● **Exercise goal**: Please copy out the entries below exactly, beginning with the line that contains "remove_member(&self, guild_id: Snowflake, user_id: Snowflake)" and ending with the line that contains "pub fn upsert_role(&self, guild_id: Snowflake, role: Role)", and include nothing outside that span.
------------------------
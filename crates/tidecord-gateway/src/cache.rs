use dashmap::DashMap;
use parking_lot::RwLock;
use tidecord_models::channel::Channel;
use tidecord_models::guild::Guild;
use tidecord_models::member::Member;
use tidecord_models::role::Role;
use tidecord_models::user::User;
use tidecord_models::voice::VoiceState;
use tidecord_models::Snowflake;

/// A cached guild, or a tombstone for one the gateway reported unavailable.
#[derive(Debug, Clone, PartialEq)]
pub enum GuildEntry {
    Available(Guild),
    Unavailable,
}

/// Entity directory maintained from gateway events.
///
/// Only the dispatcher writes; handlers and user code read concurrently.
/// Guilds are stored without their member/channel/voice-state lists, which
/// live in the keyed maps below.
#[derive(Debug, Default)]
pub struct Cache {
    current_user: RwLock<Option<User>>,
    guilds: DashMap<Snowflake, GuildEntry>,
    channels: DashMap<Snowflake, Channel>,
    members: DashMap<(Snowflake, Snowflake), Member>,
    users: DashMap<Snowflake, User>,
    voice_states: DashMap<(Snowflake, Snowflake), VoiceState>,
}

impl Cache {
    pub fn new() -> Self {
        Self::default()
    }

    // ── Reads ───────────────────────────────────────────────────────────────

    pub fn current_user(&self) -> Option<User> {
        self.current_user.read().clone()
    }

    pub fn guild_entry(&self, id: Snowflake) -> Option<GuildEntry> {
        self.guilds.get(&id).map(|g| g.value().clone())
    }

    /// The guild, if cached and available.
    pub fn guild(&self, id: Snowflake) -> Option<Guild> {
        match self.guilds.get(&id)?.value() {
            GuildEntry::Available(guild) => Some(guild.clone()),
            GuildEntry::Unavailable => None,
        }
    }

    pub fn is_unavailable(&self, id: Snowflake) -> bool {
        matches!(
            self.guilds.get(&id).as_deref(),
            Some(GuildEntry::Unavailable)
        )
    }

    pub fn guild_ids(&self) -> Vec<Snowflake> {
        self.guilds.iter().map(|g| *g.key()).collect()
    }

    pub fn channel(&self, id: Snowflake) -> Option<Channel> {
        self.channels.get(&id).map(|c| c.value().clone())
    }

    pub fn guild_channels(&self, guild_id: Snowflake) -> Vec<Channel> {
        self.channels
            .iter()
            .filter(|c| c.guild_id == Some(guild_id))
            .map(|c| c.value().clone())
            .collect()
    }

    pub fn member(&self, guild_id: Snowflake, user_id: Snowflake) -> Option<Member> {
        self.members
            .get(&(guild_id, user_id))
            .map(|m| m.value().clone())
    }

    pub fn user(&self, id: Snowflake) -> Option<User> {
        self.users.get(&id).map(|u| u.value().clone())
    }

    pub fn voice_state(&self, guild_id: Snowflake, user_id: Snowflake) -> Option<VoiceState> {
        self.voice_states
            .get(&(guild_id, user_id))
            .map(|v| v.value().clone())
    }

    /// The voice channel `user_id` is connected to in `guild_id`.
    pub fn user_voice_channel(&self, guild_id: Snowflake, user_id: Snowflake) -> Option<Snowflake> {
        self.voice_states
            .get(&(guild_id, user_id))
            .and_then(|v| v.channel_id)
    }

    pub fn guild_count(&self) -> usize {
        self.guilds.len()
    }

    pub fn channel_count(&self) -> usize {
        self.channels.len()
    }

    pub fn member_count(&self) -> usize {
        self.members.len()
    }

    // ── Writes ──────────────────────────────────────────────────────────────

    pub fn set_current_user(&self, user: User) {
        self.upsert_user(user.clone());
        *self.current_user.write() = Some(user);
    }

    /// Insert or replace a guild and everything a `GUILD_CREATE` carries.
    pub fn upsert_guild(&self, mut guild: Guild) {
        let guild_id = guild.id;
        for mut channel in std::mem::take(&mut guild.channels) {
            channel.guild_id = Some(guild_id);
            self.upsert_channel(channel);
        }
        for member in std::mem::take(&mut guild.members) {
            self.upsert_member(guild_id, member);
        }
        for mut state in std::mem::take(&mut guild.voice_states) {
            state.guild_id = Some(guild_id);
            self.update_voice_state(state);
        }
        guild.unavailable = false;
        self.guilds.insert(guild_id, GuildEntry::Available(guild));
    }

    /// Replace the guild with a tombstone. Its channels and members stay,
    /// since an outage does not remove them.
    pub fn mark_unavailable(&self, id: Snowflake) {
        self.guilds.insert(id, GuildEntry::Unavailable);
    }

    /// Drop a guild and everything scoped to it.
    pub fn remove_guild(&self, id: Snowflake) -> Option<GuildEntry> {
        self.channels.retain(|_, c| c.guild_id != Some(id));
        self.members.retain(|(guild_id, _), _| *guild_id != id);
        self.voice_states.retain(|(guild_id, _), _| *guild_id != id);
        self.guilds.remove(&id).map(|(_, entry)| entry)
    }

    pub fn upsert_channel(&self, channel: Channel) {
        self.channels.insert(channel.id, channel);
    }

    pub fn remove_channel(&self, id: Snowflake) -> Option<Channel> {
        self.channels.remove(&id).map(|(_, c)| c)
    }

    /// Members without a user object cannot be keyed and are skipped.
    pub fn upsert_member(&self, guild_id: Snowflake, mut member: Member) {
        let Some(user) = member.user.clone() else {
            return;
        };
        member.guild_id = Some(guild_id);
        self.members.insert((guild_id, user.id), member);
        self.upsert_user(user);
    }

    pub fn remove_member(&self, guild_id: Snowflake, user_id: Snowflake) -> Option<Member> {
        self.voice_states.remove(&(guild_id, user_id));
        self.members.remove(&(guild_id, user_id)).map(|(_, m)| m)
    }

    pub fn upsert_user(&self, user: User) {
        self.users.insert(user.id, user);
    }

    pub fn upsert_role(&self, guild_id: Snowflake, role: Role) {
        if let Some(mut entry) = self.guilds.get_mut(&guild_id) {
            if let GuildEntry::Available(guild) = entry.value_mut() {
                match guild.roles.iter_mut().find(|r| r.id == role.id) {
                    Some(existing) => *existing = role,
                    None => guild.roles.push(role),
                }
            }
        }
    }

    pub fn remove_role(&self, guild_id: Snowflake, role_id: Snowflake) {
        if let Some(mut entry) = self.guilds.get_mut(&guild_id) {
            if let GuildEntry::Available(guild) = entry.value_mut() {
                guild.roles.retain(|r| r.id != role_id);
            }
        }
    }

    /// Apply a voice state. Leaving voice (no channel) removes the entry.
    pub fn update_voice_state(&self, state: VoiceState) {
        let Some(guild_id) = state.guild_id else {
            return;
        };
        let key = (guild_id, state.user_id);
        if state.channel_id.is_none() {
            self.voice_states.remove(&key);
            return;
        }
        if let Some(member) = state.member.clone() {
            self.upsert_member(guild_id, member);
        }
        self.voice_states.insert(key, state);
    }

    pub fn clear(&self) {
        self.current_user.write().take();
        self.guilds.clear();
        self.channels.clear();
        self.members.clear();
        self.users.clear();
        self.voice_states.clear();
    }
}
------------------------
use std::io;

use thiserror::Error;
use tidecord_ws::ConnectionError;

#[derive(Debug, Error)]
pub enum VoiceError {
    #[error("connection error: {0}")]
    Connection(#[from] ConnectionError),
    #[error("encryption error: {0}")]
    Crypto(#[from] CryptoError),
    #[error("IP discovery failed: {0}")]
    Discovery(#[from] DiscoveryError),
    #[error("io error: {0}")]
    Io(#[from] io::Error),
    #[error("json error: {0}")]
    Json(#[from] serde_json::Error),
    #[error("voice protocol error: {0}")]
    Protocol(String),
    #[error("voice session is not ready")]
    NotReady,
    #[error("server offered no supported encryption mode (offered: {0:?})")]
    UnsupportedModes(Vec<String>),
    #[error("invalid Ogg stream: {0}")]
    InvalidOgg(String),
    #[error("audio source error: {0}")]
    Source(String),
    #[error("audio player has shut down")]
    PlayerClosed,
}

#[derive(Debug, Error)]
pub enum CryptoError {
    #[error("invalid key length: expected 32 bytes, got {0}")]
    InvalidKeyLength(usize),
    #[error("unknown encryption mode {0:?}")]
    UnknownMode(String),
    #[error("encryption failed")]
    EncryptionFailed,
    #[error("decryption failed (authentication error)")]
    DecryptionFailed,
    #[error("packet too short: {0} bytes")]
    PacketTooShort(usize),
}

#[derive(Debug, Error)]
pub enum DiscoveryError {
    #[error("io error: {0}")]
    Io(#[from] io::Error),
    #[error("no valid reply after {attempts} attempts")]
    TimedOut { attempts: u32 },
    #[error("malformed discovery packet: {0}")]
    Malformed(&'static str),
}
------------------------
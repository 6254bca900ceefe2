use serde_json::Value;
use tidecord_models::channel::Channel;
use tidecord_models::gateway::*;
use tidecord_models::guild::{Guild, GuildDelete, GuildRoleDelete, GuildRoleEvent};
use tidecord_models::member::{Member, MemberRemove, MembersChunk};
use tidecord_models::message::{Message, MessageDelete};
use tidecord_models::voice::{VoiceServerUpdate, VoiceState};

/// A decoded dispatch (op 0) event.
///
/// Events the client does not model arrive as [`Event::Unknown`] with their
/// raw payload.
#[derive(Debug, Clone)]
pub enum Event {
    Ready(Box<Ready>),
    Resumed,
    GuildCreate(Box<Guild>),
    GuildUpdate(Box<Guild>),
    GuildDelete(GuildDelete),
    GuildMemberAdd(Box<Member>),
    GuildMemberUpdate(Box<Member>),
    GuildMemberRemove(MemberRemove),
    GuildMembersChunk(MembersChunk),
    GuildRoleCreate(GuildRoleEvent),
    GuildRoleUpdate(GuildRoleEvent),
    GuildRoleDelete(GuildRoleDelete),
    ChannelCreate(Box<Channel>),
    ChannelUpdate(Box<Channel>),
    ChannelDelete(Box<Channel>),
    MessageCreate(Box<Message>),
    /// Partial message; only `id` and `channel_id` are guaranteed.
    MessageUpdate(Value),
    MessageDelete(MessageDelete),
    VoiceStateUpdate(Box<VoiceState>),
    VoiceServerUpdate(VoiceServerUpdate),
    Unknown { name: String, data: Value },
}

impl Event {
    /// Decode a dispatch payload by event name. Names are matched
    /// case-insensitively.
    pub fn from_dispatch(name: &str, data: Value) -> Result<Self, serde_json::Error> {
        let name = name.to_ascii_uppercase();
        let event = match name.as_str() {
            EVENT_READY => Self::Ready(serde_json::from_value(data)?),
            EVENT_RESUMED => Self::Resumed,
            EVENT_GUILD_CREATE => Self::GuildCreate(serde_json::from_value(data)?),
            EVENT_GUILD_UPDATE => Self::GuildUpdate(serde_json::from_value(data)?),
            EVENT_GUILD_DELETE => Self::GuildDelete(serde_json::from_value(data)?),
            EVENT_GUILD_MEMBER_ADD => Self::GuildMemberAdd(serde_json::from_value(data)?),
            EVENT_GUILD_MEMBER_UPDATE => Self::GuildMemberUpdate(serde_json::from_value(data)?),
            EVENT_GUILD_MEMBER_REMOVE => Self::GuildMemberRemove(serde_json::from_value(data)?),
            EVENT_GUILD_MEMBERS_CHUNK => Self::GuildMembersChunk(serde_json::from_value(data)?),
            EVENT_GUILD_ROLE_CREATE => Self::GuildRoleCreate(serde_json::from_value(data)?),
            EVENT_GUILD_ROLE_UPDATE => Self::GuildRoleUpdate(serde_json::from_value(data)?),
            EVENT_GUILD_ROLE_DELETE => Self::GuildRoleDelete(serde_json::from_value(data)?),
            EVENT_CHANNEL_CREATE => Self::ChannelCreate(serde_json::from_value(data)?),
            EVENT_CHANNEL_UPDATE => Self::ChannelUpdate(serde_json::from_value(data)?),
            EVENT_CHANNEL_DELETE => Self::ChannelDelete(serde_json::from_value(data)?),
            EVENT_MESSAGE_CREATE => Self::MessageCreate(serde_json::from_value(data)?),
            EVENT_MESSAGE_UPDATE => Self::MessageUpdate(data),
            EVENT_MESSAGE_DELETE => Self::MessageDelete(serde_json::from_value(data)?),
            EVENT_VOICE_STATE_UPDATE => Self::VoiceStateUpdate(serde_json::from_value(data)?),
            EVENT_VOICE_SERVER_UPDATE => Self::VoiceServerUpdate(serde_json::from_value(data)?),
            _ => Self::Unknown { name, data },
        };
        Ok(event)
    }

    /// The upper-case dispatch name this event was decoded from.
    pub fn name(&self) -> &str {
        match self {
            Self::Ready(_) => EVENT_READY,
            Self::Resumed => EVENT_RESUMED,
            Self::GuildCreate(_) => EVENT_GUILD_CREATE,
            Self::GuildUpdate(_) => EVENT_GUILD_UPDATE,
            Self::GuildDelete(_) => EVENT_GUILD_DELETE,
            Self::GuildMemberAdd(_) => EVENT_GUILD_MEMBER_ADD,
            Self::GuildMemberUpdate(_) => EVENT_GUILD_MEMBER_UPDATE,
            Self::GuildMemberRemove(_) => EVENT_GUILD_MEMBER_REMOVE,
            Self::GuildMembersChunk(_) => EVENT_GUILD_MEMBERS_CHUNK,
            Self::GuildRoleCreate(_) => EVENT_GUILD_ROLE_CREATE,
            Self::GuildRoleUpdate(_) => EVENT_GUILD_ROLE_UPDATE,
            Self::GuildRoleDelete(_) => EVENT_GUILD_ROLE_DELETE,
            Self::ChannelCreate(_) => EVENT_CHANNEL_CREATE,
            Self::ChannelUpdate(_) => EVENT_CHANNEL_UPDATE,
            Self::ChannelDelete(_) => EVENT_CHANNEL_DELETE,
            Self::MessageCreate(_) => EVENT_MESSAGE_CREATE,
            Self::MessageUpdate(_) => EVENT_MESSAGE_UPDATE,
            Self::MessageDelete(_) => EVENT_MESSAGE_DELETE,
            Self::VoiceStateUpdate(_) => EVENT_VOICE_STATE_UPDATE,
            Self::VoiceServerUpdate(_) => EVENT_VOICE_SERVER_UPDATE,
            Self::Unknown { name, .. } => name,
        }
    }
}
------------------------
● **Output below**:
    pub fn remove_member(&self, guild_id: Snowflake, user_id: Snowflake) -> Option<Member> {
        self.voice_states.remove(&(guild_id, user_id));
        self.members.remove(&(guild_id, user_id)).map(|(_, m)| m)
    }

    pub fn upsert_user(&self, user: User) {
        self.users.insert(user.id, user);
    }

    pub fn upsert_role(&self, guild_id: Snowflake, role: Role) {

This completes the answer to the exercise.